DNA tests determined that Walter “Leo” Jackson Sr. killed Laura “Lollie” Winans, 26, and Julianne “Julie” Williams, 24, at Shenandoah National Park on May 24, 1996, according to a Thursday joint statement from the the FBI’s Richmond Field Office and the U.S. Attorney’s Office for the Western District of Virginia.
“After 28 years, we are now able to say who committed the brutal murders,” U.S. Attorney Christopher R. Kavanaugh said in the statement. “I want to again extend my condolences to the Winans and Williams families and hope today’s announcement provides some small measure of solace.”
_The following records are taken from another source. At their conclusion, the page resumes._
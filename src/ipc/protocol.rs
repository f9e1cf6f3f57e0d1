//! IPC message protocol definitions
//!
//! All messages are JSON-encoded, prefixed with a 4-byte little-endian length.

use std::path::PathBuf;

use serde::{Deserialize, Serialize};

use crate::events::AppEvent;
use crate::hotkey::HotkeyAction;
use crate::state::PlaybackSnapshot;

/// Requests from UI to daemon
#[derive(Debug, Clone, PartialEq, Serialize, Deserialize)]
#[serde(tag = "type", rename_all = "snake_case")]
pub enum Request {
    /// Ping to check connectivity
    Ping,

    /// Request current daemon status
    GetStatus,

    /// Subscribe to event notifications
    Subscribe,

    /// Current file-browser selection; acted on only while monitoring
    Preview {
        #[serde(default)]
        path: Option<PathBuf>,
    },

    /// Play unconditionally
    Play { path: PathBuf },
    Stop,
    Pause,
    Resume,
    TogglePlayPause,
    Seek { seconds: f64 },

    ToggleMonitor,
    ToggleVisibility,
    Exit,

    ListBindings,
    GetBinding { action: HotkeyAction },
    /// Key tokens the settings dialog may offer
    ListKeys,
    SetBinding {
        action: HotkeyAction,
        #[serde(default)]
        modifiers: Vec<String>,
        key: String,
    },
    ResetBindings,

    /// Attach comma-separated labels to a file
    AddLabels { path: PathBuf, labels: String },
    SearchLabel { query: String },
    GetLabels { path: PathBuf },
}

/// One row of the hotkey settings table
#[derive(Debug, Clone, PartialEq, Serialize, Deserialize)]
pub struct BindingInfo {
    pub action: HotkeyAction,
    pub name: String,
    /// Canonical chord string, empty when unbound
    pub chord: String,
    /// Modifier names as the settings dialog shows them
    pub modifiers: Vec<String>,
    pub key: String,
}

/// Responses from daemon to UI
#[derive(Debug, Clone, PartialEq, Serialize, Deserialize)]
#[serde(tag = "type", rename_all = "snake_case")]
pub enum Response {
    /// Pong response to ping
    Pong,

    /// Current daemon status
    Status(DaemonStatus),

    /// Subscription confirmed
    Subscribed,

    /// Request accepted
    Ok,

    Bindings { bindings: Vec<BindingInfo> },

    Binding(BindingInfo),

    Keys { keys: Vec<String> },

    BindingUpdated {
        action: HotkeyAction,
        chord: String,
        /// False when the change could not be written to disk
        persisted: bool,
    },

    LabelsAdded { count: usize },

    SearchResults { paths: Vec<PathBuf> },

    Labels { labels: Vec<String> },

    /// Error response
    Error { code: String, message: String },
}

impl Response {
    pub fn error(code: impl ToString, message: impl Into<String>) -> Self {
        Response::Error {
            code: code.to_string(),
            message: message.into(),
        }
    }
}

/// Push notification from daemon to subscribed clients
#[derive(Debug, Clone, PartialEq, Serialize, Deserialize)]
#[serde(tag = "type", rename_all = "snake_case")]
pub enum Notification {
    Event { event: AppEvent },
}

/// Full daemon status snapshot
#[derive(Debug, Clone, PartialEq, Serialize, Deserialize)]
pub struct DaemonStatus {
    /// Daemon version
    pub version: String,

    /// Uptime in seconds
    pub uptime_secs: u64,

    /// Whether the global keyboard hook is installed
    pub hotkeys_active: bool,

    pub monitoring: bool,
    pub visible: bool,

    pub playback: PlaybackSnapshot,
}

impl Default for DaemonStatus {
    fn default() -> Self {
        Self {
            version: env!("CARGO_PKG_VERSION").to_string(),
            uptime_secs: 0,
            hotkeys_active: false,
            monitoring: false,
            visible: true,
            playback: PlaybackSnapshot::default(),
        }
    }
}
Their family members called the National Park Service when the women didn’t return home as planned. Their bodies were found June 1, 1996, following an extensive search.
They had been killed at their campsite near the Skyland Resort, the FBI said.
The case was unsolved for years, and in 2021, a new FBI team was assigned to review the murders. Special agents, intelligence analysts and other FBI personnel re-evaluated hundreds of leads and interviews, the agency said.
The team prioritized evidence from the crime scene and had it retested by an accredited private lab, the FBI said.
The private lab collected DNA from “several items of evidence,” and with the help of Virginia State Police, the DNA profile was sent to the FBI’s Combined DNA Index System, the FBI said. That led to a positive match to Jackson, a convicted serial rapist from Cleveland.
The FBI also compared evidence from the slayings of Winan and Williams to a buccal swab containing Jackson’s DNA, the FBI said.
“Those results confirmed we had the right man and finally could tell the victims’ families we know who is responsible for this heinous crime,” said Stanley M. Meador, the FBI Richmond special agent in charge.
Jackson, who was a painter, was an avid hiker who was known to visit Shenandoah National Park, the FBI said
He died in prison in March 2018 in Cuyahoga County, Ohio, according to the FBI.
Jackson’s criminal rap sheet included kidnapping, rapes, and assaults, the FBI said, noting it also worked with the Cleveland Police Department and Cuyahoga County Prosecutor’s Office in the case.